**TASK GOAL**
A single figure is the whole answer: the number of lines in the records that contain "serde".
START MATERIAL SUPPLIED
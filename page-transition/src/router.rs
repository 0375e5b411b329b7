//! # Router 模块
//!
//! 带语言前缀的客户端路由。
//!
//! `pathname` 与语言无关（`/about`），完整地址为 `/{locale}{pathname}`。
//! 切换语言只替换当前记录，`pathname` 不变。

use std::cell::RefCell;
use std::fmt;
use std::rc::Rc;
use std::str::FromStr;

use serde::{Deserialize, Serialize};
use tokio::sync::watch;

use crate::error::TransitionError;

/// 站点语言
#[derive(Debug, Clone, Copy, PartialEq, Eq, Hash, Default, Serialize, Deserialize)]
#[serde(rename_all = "lowercase")]
pub enum Locale {
    #[default]
    En,
    Ar,
}

impl Locale {
    pub const ALL: [Locale; 2] = [Locale::En, Locale::Ar];

    pub fn code(&self) -> &'static str {
        match self {
            Self::En => "en",
            Self::Ar => "ar",
        }
    }

    /// 是否从右到左书写
    pub fn is_rtl(&self) -> bool {
        matches!(self, Self::Ar)
    }
}

impl fmt::Display for Locale {
    fn fmt(&self, f: &mut fmt::Formatter<'_>) -> fmt::Result {
        f.write_str(self.code())
    }
}

impl FromStr for Locale {
    type Err = TransitionError;

    fn from_str(s: &str) -> Result<Self, Self::Err> {
        match s {
            "en" => Ok(Self::En),
            "ar" => Ok(Self::Ar),
            other => Err(TransitionError::UnknownLocale(other.to_string())),
        }
    }
}

/// 当前位置
#[derive(Debug, Clone, PartialEq, Eq)]
pub struct Location {
    pub locale: Locale,
    pub pathname: String,
}

impl Location {
    pub fn new(locale: Locale, pathname: &str) -> Self {
        Self {
            locale,
            pathname: normalize_pathname(pathname),
        }
    }

    /// 完整地址，首页为 `/{locale}`
    pub fn href(&self) -> String {
        if self.pathname == "/" {
            format!("/{}", self.locale)
        } else {
            format!("/{}{}", self.locale, self.pathname)
        }
    }
}

impl fmt::Display for Location {
    fn fmt(&self, f: &mut fmt::Formatter<'_>) -> fmt::Result {
        f.write_str(&self.href())
    }
}

/// 规范化路径：去掉查询串和锚点，补前导 `/`，去尾随 `/`
pub fn normalize_pathname(path: &str) -> String {
    let path = path.trim();
    let path = path.split(['?', '#']).next().unwrap_or_default();
    let trimmed = path.trim_matches('/');
    if trimmed.is_empty() {
        "/".to_string()
    } else {
        format!("/{trimmed}")
    }
}

type Listener = Rc<dyn Fn(&Location)>;

/// 路由器
pub struct Router {
    location: watch::Sender<Location>,
    history: RefCell<Vec<Location>>,
    listeners: RefCell<Vec<Listener>>,
}

impl fmt::Debug for Router {
    fn fmt(&self, f: &mut fmt::Formatter<'_>) -> fmt::Result {
        f.debug_struct("Router")
            .field("location", &*self.location.borrow())
            .field("history", &self.history.borrow().len())
            .finish()
    }
}

impl Router {
    pub fn new(initial: Location) -> Self {
        Self {
            location: watch::Sender::new(initial.clone()),
            history: RefCell::new(vec![initial]),
            listeners: RefCell::new(Vec::new()),
        }
    }

    pub fn location(&self) -> Location {
        self.location.borrow().clone()
    }

    pub fn pathname(&self) -> String {
        self.location.borrow().pathname.clone()
    }

    pub fn locale(&self) -> Locale {
        self.location.borrow().locale
    }

    /// 历史记录（旧到新）
    pub fn history(&self) -> Vec<Location> {
        self.history.borrow().clone()
    }

    /// 订阅位置变化
    pub fn subscribe(&self) -> watch::Receiver<Location> {
        self.location.subscribe()
    }

    /// 注册同步监听器，在位置更新后立即调用
    ///
    /// 相当于路由变化触发的组件重渲染。
    pub fn on_change(&self, listener: impl Fn(&Location) + 'static) {
        self.listeners.borrow_mut().push(Rc::new(listener));
    }

    /// 在当前语言下跳转，追加一条历史记录
    pub fn push(&self, path: &str) {
        let next = Location::new(self.locale(), path);
        tracing::info!(href = %next, "导航");
        self.history.borrow_mut().push(next.clone());
        self.commit(next);
    }

    /// 保持路径不变切换语言，替换当前历史记录
    pub fn replace_locale(&self, locale: Locale) {
        let next = Location {
            locale,
            pathname: self.pathname(),
        };
        tracing::info!(href = %next, "切换语言");
        if let Some(last) = self.history.borrow_mut().last_mut() {
            *last = next.clone();
        }
        self.commit(next);
    }

    fn commit(&self, next: Location) {
        self.location.send_replace(next.clone());
        let listeners: Vec<Listener> = self.listeners.borrow().clone();
        for listener in listeners {
            listener(&next);
        }
    }
}

#[cfg(test)]
mod tests {
    use super::*;
    use std::cell::Cell;

    #[test]
    fn test_normalize_pathname() {
        assert_eq!(normalize_pathname(""), "/");
        assert_eq!(normalize_pathname("/"), "/");
        assert_eq!(normalize_pathname("about"), "/about");
        assert_eq!(normalize_pathname("/about/"), "/about");
        assert_eq!(normalize_pathname("/projects?page=2#top"), "/projects");
    }

    #[test]
    fn test_href() {
        assert_eq!(Location::new(Locale::En, "/").href(), "/en");
        assert_eq!(Location::new(Locale::Ar, "/about").href(), "/ar/about");
    }

    #[test]
    fn test_unknown_locale_code() {
        assert_eq!("ar".parse::<Locale>(), Ok(Locale::Ar));
        assert_eq!(
            "fr".parse::<Locale>(),
            Err(TransitionError::UnknownLocale("fr".to_string()))
        );
    }

    #[test]
    fn test_locale() {
        assert!(Locale::Ar.is_rtl());
        assert!(!Locale::En.is_rtl());
        assert_eq!("ar".parse::<Locale>().unwrap(), Locale::Ar);
    }

    #[test]
    fn test_push_and_replace_locale() {
        let router = Router::new(Location::new(Locale::En, "/"));
        let calls = Rc::new(Cell::new(0));
        let counter = calls.clone();
        router.on_change(move |_| counter.set(counter.get() + 1));

        router.push("/about");
        assert_eq!(router.pathname(), "/about");
        assert_eq!(router.history().len(), 2);

        router.replace_locale(Locale::Ar);
        assert_eq!(router.location().href(), "/ar/about");
        assert_eq!(router.pathname(), "/about");
        assert_eq!(router.history().len(), 2);
        assert_eq!(calls.get(), 2);
    }

    #[tokio::test]
    async fn test_subscribe_sees_push() {
        let router = Router::new(Location::new(Locale::En, "/"));
        let mut changes = router.subscribe();

        router.push("/contact");
        changes.changed().await.unwrap();
        assert_eq!(changes.borrow_and_update().pathname, "/contact");
    }
}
END MATERIAL SUPPLIED
**YOUR RESPONSE**
2